• Comme tout le monde

    Dans mes rêves, je me vois dans un parc, tranquillement assise sur un banc tandis que plusieurs personnes passent devant moi. Il y a des familles, des couples, des groupes d'amis ou des gens seuls qui ne sont que de passage. Je les regarde défiler, et je ne fais rien d'autre. Quelque fois, je me baisse pour ramasser un ballon qu'un enfant a lancé trop loin, et je lui rends avec le sourire. Il ne se produit jamais rien d'extraordinaire dans mes rêves, et ils peuvent paraître stupides aux yeux des autres. Mais pour moi, ils sont merveilleux par le simple fait que j'ai l'impression de sentir le vent sur mon visage, d'entendre les oiseaux chanter et d'avoir l'odeur des fleurs me titiller les narines. C'est tout simple, mais cela crée en moi un sympathique bonheur éphémère.

    Puis, je me réveille. J'ouvre les yeux sur un monde gris et fade. Je tourne la tête pour voir l'heure affichée sur mon réveil, et je soupire. Je me lève pour sortir d'un pas lent de ma chambre. Je me prépare une simple tasse de thé, avant d'aller m'asseoir sur ma chaise, sagement posée, à sa place, à côté de la fenêtre donnant sur la rue. Je ramène mes jambes vers moi et j'observe l'extérieur tout en buvant tranquillement mon thé. Les gens avancent d'un pas pressé, c'est leur point commun. Certains ont leur téléphone portable vissé à une oreille, d'autres cherchent nerveusement leur clé de voiture au fond de leur sac et d'autres encore avancent en scrutant régulièrement leur montre avant de presser le pas. Ils semblent tous ne pas avoir de temps et je suis comme fascinée mais aussi terrifiée de cela. Ils portent tous de gros manteaux et d'épaisses écharpes en laine. Il doit faire froid dehors, l'hiver s'est installé dans leur vie. Il pleut aussi, un peu, juste quelques fines gouttes.

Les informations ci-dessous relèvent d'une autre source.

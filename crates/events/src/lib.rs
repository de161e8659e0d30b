//! Outbound notifications for listdesk.
//!
//! - [`WorkflowEvent`]: the envelope posted to the workflow automation
//!   webhook when a listing or offer is saved.
//! - [`delivery`]: external delivery channels (currently the webhook).

pub mod delivery;
pub mod event;

pub use delivery::webhook::{WebhookDelivery, WebhookError};
pub use event::WorkflowEvent;
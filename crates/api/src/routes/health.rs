use axum::extract::State;
use axum::{routing::get, Json, Router};
use serde::Serialize;

use crate::state::AppState;

/// Health check response payload.
#[derive(Serialize)]
pub struct HealthResponse {
    /// Overall service status.
    pub status: &'static str,
    /// Crate version from Cargo.toml.
    pub version: &'static str,
    /// Whether the database is configured and reachable.
    pub db_healthy: bool,
}

/// GET /health -- returns service and database health.
async fn health_check(State(state): State<AppState>) -> Json<HealthResponse> {
    let db_healthy = match &state.pool {
        Some(pool) => listdesk_db::health_check(pool).await.is_ok(),
        None => false,
    };

    let status = if db_healthy { "ok" } else { "degraded" };

    Json(HealthResponse {
        status,
        version: env!("CARGO_PKG_VERSION"),
        db_healthy,
    })
}

/// Mount health check routes (root-level, not under `/api`).
pub fn router() -> Router<AppState> {
    Router::new().route("/health", get(health_check))
}
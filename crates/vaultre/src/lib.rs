//! VaultRE CRM integration.
//!
//! - [`api`]: REST client for the VaultRE endpoints listdesk uses.
//! - [`models`]: wire types (suburbs, properties, paged envelopes).
//! - [`directory`]: the [`CrmClient`] seam reconciliation runs against.
//! - [`reconcile`]: suburb selection, paged exact address matching and the
//!   create-vs-update appraisal decision.
//! - [`appraisal`]: appraisal payload construction from a listing draft.

pub mod api;
pub mod appraisal;
pub mod directory;
pub mod error;
pub mod models;
pub mod reconcile;

pub use api::{VaultReApi, VaultReConfig};
pub use directory::CrmClient;
pub use error::VaultReError;
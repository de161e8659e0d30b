//! Postgres access for listdesk.
//!
//! Connection pool helpers, embedded migrations, row models and the
//! repository structs used by the HTTP handlers.

use sqlx::postgres::PgPoolOptions;

pub mod models;
pub mod repositories;

pub type DbPool = sqlx::PgPool;

/// Create a connection pool from a database URL.
pub async fn create_pool(database_url: &str) -> Result<DbPool, sqlx::Error> {
    PgPoolOptions::new()
        .max_connections(10)
        .connect(database_url)
        .await
}

/// Round-trip a trivial query to confirm the database is reachable.
pub async fn health_check(pool: &DbPool) -> Result<(), sqlx::Error> {
    sqlx::query("SELECT 1").execute(pool).await?;
    Ok(())
}

/// Apply all pending migrations from `db/migrations`.
pub async fn run_migrations(pool: &DbPool) -> Result<(), sqlx::migrate::MigrateError> {
    sqlx::migrate!("../../db/migrations").run(pool).await
}
use listdesk_core::rate_limit;
use listdesk_ocr::api::{DEFAULT_BASE_URL as GEMINI_DEFAULT_BASE_URL, DEFAULT_MODEL};
use listdesk_ocr::GeminiConfig;
use listdesk_vaultre::api::DEFAULT_BASE_URL as VAULTRE_DEFAULT_BASE_URL;
use listdesk_vaultre::VaultReConfig;

/// Default chat-assistant API base.
pub const CHAT_DEFAULT_BASE_URL: &str = "https://api.openai.com/v1";

/// Server configuration loaded from environment variables.
///
/// Credentials are optional: a server without them still starts, and the
/// endpoints that need them answer 500 until they are configured.
#[derive(Debug, Clone)]
pub struct ServerConfig {
    /// Bind address (default: `0.0.0.0`).
    pub host: String,
    /// Bind port (default: `3000`).
    pub port: u16,
    /// Allowed CORS origins, parsed from comma-separated `CORS_ORIGINS` env var.
    pub cors_origins: Vec<String>,
    /// HTTP request timeout in seconds for non-streaming routes (default: `30`).
    pub request_timeout_secs: u64,
    /// Postgres connection string.
    pub database_url: Option<String>,
    /// VaultRE credentials; `None` unless both key and token are set.
    pub vaultre: Option<VaultReConfig>,
    /// Vision model credentials; `None` without `GEMINI_API_KEY`.
    pub gemini: Option<GeminiConfig>,
    /// Workflow automation endpoint notified after saves.
    pub workflow_webhook_url: Option<String>,
    pub chat: ChatConfig,
    pub rate_limit: RateLimitConfig,
}

/// Chat-assistant session settings.
#[derive(Debug, Clone)]
pub struct ChatConfig {
    pub api_key: Option<String>,
    pub workflow_id: Option<String>,
    pub base_url: String,
}

/// Per-client request limits for the expensive routes.
#[derive(Debug, Clone, Copy)]
pub struct RateLimitConfig {
    pub max_requests: u32,
    pub window_secs: u64,
    pub sweep_secs: u64,
    /// Key clients by `X-Forwarded-For` / `X-Real-IP`. Only safe behind a
    /// proxy that overwrites those headers; otherwise clients can pick
    /// their own key.
    pub trust_forwarded: bool,
}

impl Default for RateLimitConfig {
    fn default() -> Self {
        Self {
            max_requests: rate_limit::DEFAULT_MAX_REQUESTS,
            window_secs: rate_limit::DEFAULT_WINDOW.as_secs(),
            sweep_secs: 60,
            trust_forwarded: true,
        }
    }
}

impl ServerConfig {
    /// Load configuration from environment variables with defaults.
    ///
    /// | Env Var                   | Default                                              |
    /// |---------------------------|------------------------------------------------------|
    /// | `HOST`                    | `0.0.0.0`                                            |
    /// | `PORT`                    | `3000`                                               |
    /// | `CORS_ORIGINS`            | `http://localhost:5173`                              |
    /// | `REQUEST_TIMEOUT_SECS`    | `30`                                                 |
    /// | `DATABASE_URL`            | unset                                                |
    /// | `VAULTRE_API_KEY`         | unset                                                |
    /// | `VAULTRE_BEARER_TOKEN`    | unset                                                |
    /// | `VAULTRE_BASE_URL`        | `https://ap-southeast-2.api.vaultre.com.au/api/v1.3` |
    /// | `GEMINI_API_KEY`          | unset                                                |
    /// | `GEMINI_MODEL`            | `gemini-2.5-flash`                                   |
    /// | `GEMINI_BASE_URL`         | `https://generativelanguage.googleapis.com`          |
    /// | `WORKFLOW_WEBHOOK_URL`    | unset                                                |
    /// | `CHAT_API_KEY`            | unset                                                |
    /// | `CHAT_WORKFLOW_ID`        | unset                                                |
    /// | `CHAT_BASE_URL`           | `https://api.openai.com/v1`                          |
    /// | `RATE_LIMIT_MAX_REQUESTS` | `30`                                                 |
    /// | `RATE_LIMIT_WINDOW_SECS`  | `60`                                                 |
    /// | `RATE_LIMIT_SWEEP_SECS`   | `60`                                                 |
    /// | `TRUST_FORWARDED_HEADERS` | `true`                                               |
    ///
    /// Panics on malformed numeric values so misconfiguration fails at startup.
    pub fn from_env() -> Self {
        Self::from_lookup(|key| std::env::var(key).ok())
    }

    /// Build the configuration from an arbitrary variable source.
    pub fn from_lookup(lookup: impl Fn(&str) -> Option<String>) -> Self {
        let var = |key: &str| lookup(key).map(|v| v.trim().to_string()).filter(|v| !v.is_empty());
        let var_or = |key: &str, default: &str| var(key).unwrap_or_else(|| default.to_string());

        let host = var_or("HOST", "0.0.0.0");

        let port: u16 = var_or("PORT", "3000")
            .parse()
            .expect("PORT must be a valid u16");

        let cors_origins: Vec<String> = var_or("CORS_ORIGINS", "http://localhost:5173")
            .split(',')
            .map(|s| s.trim().to_string())
            .filter(|s| !s.is_empty())
            .collect();

        let request_timeout_secs: u64 = var_or("REQUEST_TIMEOUT_SECS", "30")
            .parse()
            .expect("REQUEST_TIMEOUT_SECS must be a valid u64");

        let vaultre = match (var("VAULTRE_API_KEY"), var("VAULTRE_BEARER_TOKEN")) {
            (Some(api_key), Some(bearer_token)) => Some(VaultReConfig {
                api_key,
                bearer_token,
                base_url: var_or("VAULTRE_BASE_URL", VAULTRE_DEFAULT_BASE_URL),
            }),
            _ => None,
        };

        let gemini = var("GEMINI_API_KEY").map(|api_key| GeminiConfig {
            api_key,
            model: var_or("GEMINI_MODEL", DEFAULT_MODEL),
            base_url: var_or("GEMINI_BASE_URL", GEMINI_DEFAULT_BASE_URL),
        });

        let chat = ChatConfig {
            api_key: var("CHAT_API_KEY"),
            workflow_id: var("CHAT_WORKFLOW_ID"),
            base_url: var_or("CHAT_BASE_URL", CHAT_DEFAULT_BASE_URL),
        };

        let defaults = RateLimitConfig::default();
        let rate_limit = RateLimitConfig {
            max_requests: var("RATE_LIMIT_MAX_REQUESTS")
                .map(|v| v.parse().expect("RATE_LIMIT_MAX_REQUESTS must be a valid u32"))
                .unwrap_or(defaults.max_requests),
            window_secs: var("RATE_LIMIT_WINDOW_SECS")
                .map(|v| v.parse().expect("RATE_LIMIT_WINDOW_SECS must be a valid u64"))
                .unwrap_or(defaults.window_secs),
            sweep_secs: var("RATE_LIMIT_SWEEP_SECS")
                .map(|v| v.parse().expect("RATE_LIMIT_SWEEP_SECS must be a valid u64"))
                .unwrap_or(defaults.sweep_secs),
            trust_forwarded: var("TRUST_FORWARDED_HEADERS")
                .map(|v| v.parse().expect("TRUST_FORWARDED_HEADERS must be true or false"))
                .unwrap_or(defaults.trust_forwarded),
        };

        Self {
            host,
            port,
            cors_origins,
            request_timeout_secs,
            database_url: var("DATABASE_URL"),
            vaultre,
            gemini,
            workflow_webhook_url: var("WORKFLOW_WEBHOOK_URL"),
            chat,
            rate_limit,
        }
    }
}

    Je peux passer des heures ainsi, à rester assise sur ma chaise à regarder dehors. Je vois les gens défiler sur les trottoirs, les voitures passer sur la route et j'essaie d'imaginer leur vie, de faire attention à leur moindre geste, leur moindre mimique, de repérer les visages que je connais déjà pour connaître leurs habitudes. Ils ignorent tout de moi, mais moi, je sais tout d'eux. Ce n'est pas difficile, ils se ressemblent tous. Leurs traits sont différents mais pourtant, ils sont tous semblables. En tant qu'observatrice, je ne peux que le constater. Ces gens sont tous pareils, dans leurs manières et leurs habitudes, mais je ne suis pas comme eux. Je ne sors jamais dehors, le monde extérieur m'est inaccessible. Je m'arrange toujours pour ne pas quitter les murs rassurants de mon petit appartement. Le reste me fait peur, me tétanise. Ces inconnus sont des étrangers, des êtres différents qui forment un immense groupe qui me terrifie. Me retrouver au milieu d'une foule m'est insupportable et je préfère rester chez moi, avec la solitude pour unique compagnie. Les gens sont loin de moi et ils ne savent même pas que j'existe.

    C'est peut-être pour cela que je me sens différente. Je ne suis pas comme eux. Eux, ils parviennent à sortir et à vivre leur vie dans la société. Moi, je reste seule à les observer, ne supportant pas l'idée de devoir les rejoindre. Je ne suis pas comme eux, je ne peux donc pas faire partie de leur groupe. Pourtant, je suis assez banale, similaire à n'importe qui. Je pourrais facilement me fondre dans la masse et me faire oublier du monde sans aucun problème. Je n'ai même pas un quelconque signe distinctif qui puisse être jugé anormal, m'éloignant ainsi du reste du monde. Mais je suis tout de même différente. J'ignore en quoi exactement, mais je ne suis pas comme eux. Et cette différence fait que je ne peux pas me mêler à eux. C'est tout à fait impossible.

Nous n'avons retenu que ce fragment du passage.